» **About this task**
Exactly how many lines in this data contain the word "AlertDraft"? Only the number should be given.

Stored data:
▶

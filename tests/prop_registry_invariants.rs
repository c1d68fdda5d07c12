// Copyright (c) 2026 Amunchain
// Licensed under the Apache License, Version 2.0 (the "License");
// you may not use this file except in compliance with the License.
// You may obtain a copy of the License at
//     http://www.apache.org/licenses/LICENSE-2.0
// Unless required by applicable law or agreed to in writing, software
// distributed under the License is distributed on an "AS IS" BASIS,
// WITHOUT WARRANTIES OR CONDITIONS OF ANY KIND, either express or implied.
// See the License for the specific language governing permissions and
// limitations under the License.

#![forbid(unsafe_code)]

use amunchain_alerts::{
    AlertDraft, AlertId, AlertRegistry, BlockHeight, DeviceId, Entity, ExecContext, Principal,
    RegistryError,
};
use proptest::prelude::*;

#[derive(Clone, Debug)]
enum Op {
    Register(u8),
    Create,
    Associate(u64, u8),
}

fn arb_op() -> impl Strategy<Value = Op> {
    prop_oneof![
        (0u8..8).prop_map(Op::Register),
        Just(Op::Create),
        ((0u64..12), (0u8..8)).prop_map(|(a, d)| Op::Associate(a, d)),
    ]
}

fn ctx(h: u64) -> ExecContext {
    ExecContext::new(BlockHeight(h), Principal("ST1".to_string()))
}

proptest! {
    #[test]
    fn prop_ids_are_sequential_and_links_follow_model(ops in prop::collection::vec(arb_op(), 1..80)) {
        let mut reg = AlertRegistry::in_memory();

        // Reference model.
        let mut created: u64 = 0;
        let mut devices = std::collections::BTreeSet::new();
        let mut links: std::collections::BTreeMap<u8, Vec<AlertId>> = Default::default();

        for (step, op) in ops.into_iter().enumerate() {
            match op {
                Op::Register(d) => {
                    prop_assert!(reg.register_device(&DeviceId::from(u64::from(d))).unwrap());
                    devices.insert(d);
                }
                Op::Create => {
                    let id = reg.create_alert(&ctx(step as u64), AlertDraft::new("t", "d", "low")).unwrap();
                    created += 1;
                    prop_assert_eq!(id, AlertId(created));
                }
                Op::Associate(a, d) => {
                    let res = reg.associate_alert_with_device(AlertId(a), &DeviceId::from(u64::from(d)));
                    let alert_ok = a >= 1 && a <= created;
                    let device_ok = devices.contains(&d);
                    match res {
                        Ok(v) => {
                            prop_assert!(v && alert_ok && device_ok);
                            links.entry(d).or_default().push(AlertId(a));
                        }
                        Err(RegistryError::NotFound(Entity::Alert)) => prop_assert!(!alert_ok),
                        Err(RegistryError::NotFound(Entity::Device)) => prop_assert!(alert_ok && !device_ok),
                        Err(e) => prop_assert!(false, "unexpected error {e}"),
                    }
                }
            }
        }

        prop_assert_eq!(reg.last_alert_id().unwrap(), AlertId(created));
        for d in 0u8..8 {
            let got = reg.get_device_alerts(&DeviceId::from(u64::from(d))).unwrap().alert_ids;
            let want = links.get(&d).cloned().unwrap_or_default();
            prop_assert_eq!(got, want);
        }
    }

    #[test]
    fn prop_record_round_trips_caller_fields(
        title in ".{0,40}",
        description in ".{0,80}",
        severity in prop::sample::select(vec!["low", "medium", "high", "critical"]),
        batches in prop::collection::vec("[A-Z]{2}[0-9]{4}-[0-9]{3}", 0..5),
        types in prop::collection::vec("[A-Za-z ]{1,20}", 0..5),
        height in any::<u64>(),
    ) {
        let mut reg = AlertRegistry::in_memory();
        let draft = AlertDraft::new(&title, &description, severity)
            .batches(batches.clone())
            .types(types.clone());
        let id = reg.create_alert(&ctx(height), draft).unwrap();
        let rec = reg.get_alert(id).unwrap().unwrap();
        prop_assert_eq!(rec.title, title);
        prop_assert_eq!(rec.description, description);
        prop_assert_eq!(rec.severity.0, severity);
        prop_assert_eq!(rec.affected_batches, batches);
        prop_assert_eq!(rec.affected_types, types);
        prop_assert_eq!(rec.created_at, BlockHeight(height));
    }
}
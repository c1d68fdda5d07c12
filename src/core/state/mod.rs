// Copyright (c) 2026 Amunchain
// Licensed under the Apache License, Version 2.0 (the "License");
// you may not use this file except in compliance with the License.
// You may obtain a copy of the License at
//     http://www.apache.org/licenses/LICENSE-2.0
// Unless required by applicable law or agreed to in writing, software
// distributed under the License is distributed on an "AS IS" BASIS,
// WITHOUT WARRANTIES OR CONDITIONS OF ANY KIND, either express or implied.
// See the License for the specific language governing permissions and
// limitations under the License.

#![forbid(unsafe_code)]
#![warn(missing_docs)]

//! Host key-value storage seam, with sled and in-memory backends.

/// Deterministic Merkle commitment over registry state.
pub mod merkle;
/// Durable sled backend.
pub mod persistent_state;

use std::collections::BTreeMap;
use std::sync::RwLock;
use thiserror::Error;

pub use persistent_state::PersistentState;

/// State errors.
#[derive(Debug, Error)]
pub enum StateError {
    /// Backend could not be opened.
    #[error("db open")]
    DbOpen,
    /// Read, write or commit failed.
    #[error("db io")]
    DbIo,
}

/// State operation.
#[derive(Clone, Debug, PartialEq, Eq)]
pub enum KvOp {
    /// Put key/value.
    Put { key: Vec<u8>, value: Vec<u8> },
    /// Delete key.
    Del { key: Vec<u8> },
}

/// Atomic, durable key/value storage provided by the host.
///
/// Reads observe every commit made earlier through the same handle.
pub trait LedgerStore {
    /// Get value.
    fn get(&self, key: &[u8]) -> Result<Option<Vec<u8>>, StateError>;

    /// Apply all ops or none.
    fn commit_atomic(&self, ops: Vec<KvOp>) -> Result<(), StateError>;

    /// All pairs whose key starts with `prefix`, sorted by key.
    fn scan_prefix(&self, prefix: &[u8]) -> Result<Vec<(Vec<u8>, Vec<u8>)>, StateError>;
}

impl<T: LedgerStore + ?Sized> LedgerStore for &T {
    fn get(&self, key: &[u8]) -> Result<Option<Vec<u8>>, StateError> {
        (**self).get(key)
    }

    fn commit_atomic(&self, ops: Vec<KvOp>) -> Result<(), StateError> {
        (**self).commit_atomic(ops)
    }

    fn scan_prefix(&self, prefix: &[u8]) -> Result<Vec<(Vec<u8>, Vec<u8>)>, StateError> {
        (**self).scan_prefix(prefix)
    }
}

/// In-memory store for embedding and tests.
#[derive(Debug, Default)]
pub struct MemoryState {
    map: RwLock<BTreeMap<Vec<u8>, Vec<u8>>>,
}

impl MemoryState {
    /// Empty store.
    pub fn new() -> Self {
        Self::default()
    }

    /// Number of stored keys.
    pub fn len(&self) -> Result<usize, StateError> {
        let map = self.map.read().map_err(|_| StateError::DbIo)?;
        Ok(map.len())
    }

    /// True when nothing is stored.
    pub fn is_empty(&self) -> Result<bool, StateError> {
        Ok(self.len()? == 0)
    }
}

impl LedgerStore for MemoryState {
    fn get(&self, key: &[u8]) -> Result<Option<Vec<u8>>, StateError> {
        let map = self.map.read().map_err(|_| StateError::DbIo)?;
        Ok(map.get(key).cloned())
    }

    fn commit_atomic(&self, ops: Vec<KvOp>) -> Result<(), StateError> {
        // Ops are applied under one write guard, so readers never see a partial batch.
        let mut map = self.map.write().map_err(|_| StateError::DbIo)?;
        for op in ops {
            match op {
                KvOp::Put { key, value } => {
                    map.insert(key, value);
                }
                KvOp::Del { key } => {
                    map.remove(&key);
                }
            }
        }
        Ok(())
    }

    fn scan_prefix(&self, prefix: &[u8]) -> Result<Vec<(Vec<u8>, Vec<u8>)>, StateError> {
        let map = self.map.read().map_err(|_| StateError::DbIo)?;
        Ok(map
            .range(prefix.to_vec()..)
            .take_while(|(k, _)| k.starts_with(prefix))
            .map(|(k, v)| (k.clone(), v.clone()))
            .collect())
    }
}
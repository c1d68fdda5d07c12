// Copyright (c) 2026 Amunchain
// Licensed under the Apache License, Version 2.0 (the "License");
// you may not use this file except in compliance with the License.
// You may obtain a copy of the License at
//     http://www.apache.org/licenses/LICENSE-2.0
// Unless required by applicable law or agreed to in writing, software
// distributed under the License is distributed on an "AS IS" BASIS,
// WITHOUT WARRANTIES OR CONDITIONS OF ANY KIND, either express or implied.
// See the License for the specific language governing permissions and
// limitations under the License.

#![no_main]
#![forbid(unsafe_code)]

use amunchain_alerts::core::state::merkle::{verify_proof, MerkleTree};
use arbitrary::Arbitrary;
use libfuzzer_sys::fuzz_target;

#[derive(Clone, Debug, Arbitrary)]
struct Input {
    pairs: Vec<(Vec<u8>, Vec<u8>)>,
    index: u16,
}

fuzz_target!(|inp: Input| {
    let mut pairs = inp.pairs;
    pairs.sort_by(|a, b| a.0.cmp(&b.0));

    let tree = MerkleTree::from_sorted_pairs(&pairs);
    if pairs.is_empty() {
        return;
    }
    let idx = (inp.index as usize) % pairs.len();

    let proof = tree.proof(idx).expect("index in range");
    assert!(verify_proof(tree.root(), &proof));
});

◀

» **Exercise solution**
3